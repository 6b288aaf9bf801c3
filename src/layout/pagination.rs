//! # Pagination
//!
//! Decides, per layout unit, whether a fixed-height page boundary falls
//! strictly inside the unit's vertical extent and pushes the unit down to
//! the next page when it does.
//!
//! The check works in modular arithmetic against the unit's absolute
//! position instead of tracking a current-page counter. That makes the same
//! formula safe to reapply across repeated layout passes with no
//! accumulated drift, under one condition: a unit must never move upward
//! between pagination calls.

use crate::container::DocumentContext;
use crate::layout::unit::LayoutUnit;

/// Result of a pagination check on one unit.
#[derive(Debug, Clone, Copy, PartialEq, Eq)]
pub enum BreakOutcome {
    /// The unit straddled a page boundary and was pushed down.
    Moved,
    /// The unit was left in place.
    NotMoved,
}

impl BreakOutcome {
    pub fn is_moved(self) -> bool {
        matches!(self, Self::Moved)
    }
}

/// Push `unit` past the next page boundary if that boundary falls inside
/// its vertical extent.
///
/// No page geometry reachable from the unit's owner means pagination is
/// disabled for it. A unit at least as tall as a page is never moved: it
/// cannot avoid straddling a boundary, so it is allowed to overflow. Both
/// are normal outcomes, not errors.
///
/// The displacement lands the top 1 unit past the boundary rather than
/// exactly on it, so floating-point remainders at the boundary cannot
/// re-trigger the check on the next pass.
pub fn break_page(unit: &mut LayoutUnit, ctx: &DocumentContext) -> BreakOutcome {
    let Some(page) = unit
        .owner()
        .and_then(|id| ctx.get_box(id))
        .and(ctx.page())
    else {
        return BreakOutcome::NotMoved;
    };
    if unit.height() >= page.height() {
        return BreakOutcome::NotMoved;
    }

    let rem_top = (unit.top() - page.margin_top()) % page.height();
    let rem_bottom = (unit.bottom() - page.margin_top()) % page.height();

    // The top sitting later in its page-relative cycle than the bottom means
    // a boundary lies strictly inside the unit.
    if rem_top > rem_bottom {
        unit.set_top(unit.top() + page.height() - rem_top + 1.0);
        BreakOutcome::Moved
    } else {
        BreakOutcome::NotMoved
    }
}
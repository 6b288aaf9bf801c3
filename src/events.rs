//! # Host Event Surfaces
//!
//! The two notification channels this core produces for its host:
//!
//! - **Stylesheet load override**: before a linked stylesheet is fetched, the
//!   host sees the original source reference and the link element's
//!   attributes, and may substitute a different source, literal stylesheet
//!   text, or pre-parsed stylesheet data. Any override wins over the default
//!   fetch.
//! - **Render error notification**: fire-and-forget reporting of problems
//!   detected during rendering. Reporting never feeds back into layout
//!   control flow; degraded output is preferred over total failure.

use std::error::Error;
use std::fmt;

use crate::model::AttributeMap;

/// Pre-parsed stylesheet data supplied by the host.
///
/// CSS parsing lives outside this core, so the payload is opaque here; the
/// host and the cascade collaborator agree on the concrete type.
pub trait ParsedStylesheet: fmt::Debug {}

/// Which override, if any, the host installed on a [`StylesheetLoad`].
#[derive(Debug, Clone, Copy, PartialEq, Eq)]
pub enum StylesheetResolution {
    /// No override: fetch the original source.
    Default,
    /// Fetch the replacement source instead.
    OverrideSrc,
    /// Use the literal stylesheet text, skipping the fetch.
    OverrideText,
    /// Use the pre-parsed data, skipping fetch and parse.
    OverrideData,
}

/// A stylesheet-load event: the original source plus the host's overrides.
///
/// The three override slots mirror the read order of the loader: a
/// replacement source is consulted first, then literal text, then parsed
/// data. Setting more than one is allowed; the earliest slot wins.
#[derive(Debug)]
pub struct StylesheetLoad {
    src: String,
    attributes: AttributeMap,
    set_src: Option<String>,
    set_stylesheet: Option<String>,
    set_data: Option<Box<dyn ParsedStylesheet>>,
}

impl StylesheetLoad {
    pub fn new(src: impl Into<String>, attributes: AttributeMap) -> Self {
        Self {
            src: src.into(),
            attributes,
            set_src: None,
            set_stylesheet: None,
            set_data: None,
        }
    }

    /// The source of the stylesheet as found in the markup (path or URL).
    pub fn src(&self) -> &str {
        &self.src
    }

    /// All attributes defined on the link element.
    pub fn attributes(&self) -> &AttributeMap {
        &self.attributes
    }

    /// Provide a new source (path or URL) to load the stylesheet from.
    pub fn set_src(&mut self, src: impl Into<String>) {
        self.set_src = Some(src.into());
    }

    /// Provide the stylesheet text to use instead of fetching.
    pub fn set_stylesheet(&mut self, stylesheet: impl Into<String>) {
        self.set_stylesheet = Some(stylesheet.into());
    }

    /// Provide pre-parsed stylesheet data to use instead of fetch + parse.
    pub fn set_data(&mut self, data: Box<dyn ParsedStylesheet>) {
        self.set_data = Some(data);
    }

    pub fn replacement_src(&self) -> Option<&str> {
        self.set_src.as_deref()
    }

    pub fn replacement_stylesheet(&self) -> Option<&str> {
        self.set_stylesheet.as_deref()
    }

    pub fn replacement_data(&self) -> Option<&dyn ParsedStylesheet> {
        self.set_data.as_deref()
    }

    /// How the loader should resolve this stylesheet after the host ran.
    pub fn resolution(&self) -> StylesheetResolution {
        if self.set_src.is_some() {
            StylesheetResolution::OverrideSrc
        } else if self.set_stylesheet.is_some() {
            StylesheetResolution::OverrideText
        } else if self.set_data.is_some() {
            StylesheetResolution::OverrideData
        } else {
            StylesheetResolution::Default
        }
    }
}

/// Category of a reported render problem.
#[derive(Debug, Clone, Copy, PartialEq, Eq)]
pub enum RenderErrorKind {
    General,
    HtmlParsing,
    CssParsing,
    Image,
    Layout,
    Paint,
}

/// A render problem surfaced to the host.
///
/// Carries a category, a human-readable message, and optionally the
/// underlying failure. This is a notification value, not a control-flow
/// error: layout of sibling content continues after it is reported.
#[derive(Debug)]
pub struct RenderError {
    pub kind: RenderErrorKind,
    pub message: String,
    pub source: Option<Box<dyn Error + Send + Sync>>,
}

impl RenderError {
    pub fn new(
        kind: RenderErrorKind,
        message: impl Into<String>,
        source: Option<Box<dyn Error + Send + Sync>>,
    ) -> Self {
        Self {
            kind,
            message: message.into(),
            source,
        }
    }
}

impl fmt::Display for RenderError {
    fn fmt(&self, f: &mut fmt::Formatter<'_>) -> fmt::Result {
        write!(f, "{:?}: {}", self.kind, self.message)
    }
}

▸ **Instructions to follow**:
Please show every line of the material that contains the string "notification".

▸ **The answer**:
//! The two notification channels this core produces for its host:
//! - **Render error notification**: fire-and-forget reporting of problems
/// underlying failure. This is a notification value, not a control-flow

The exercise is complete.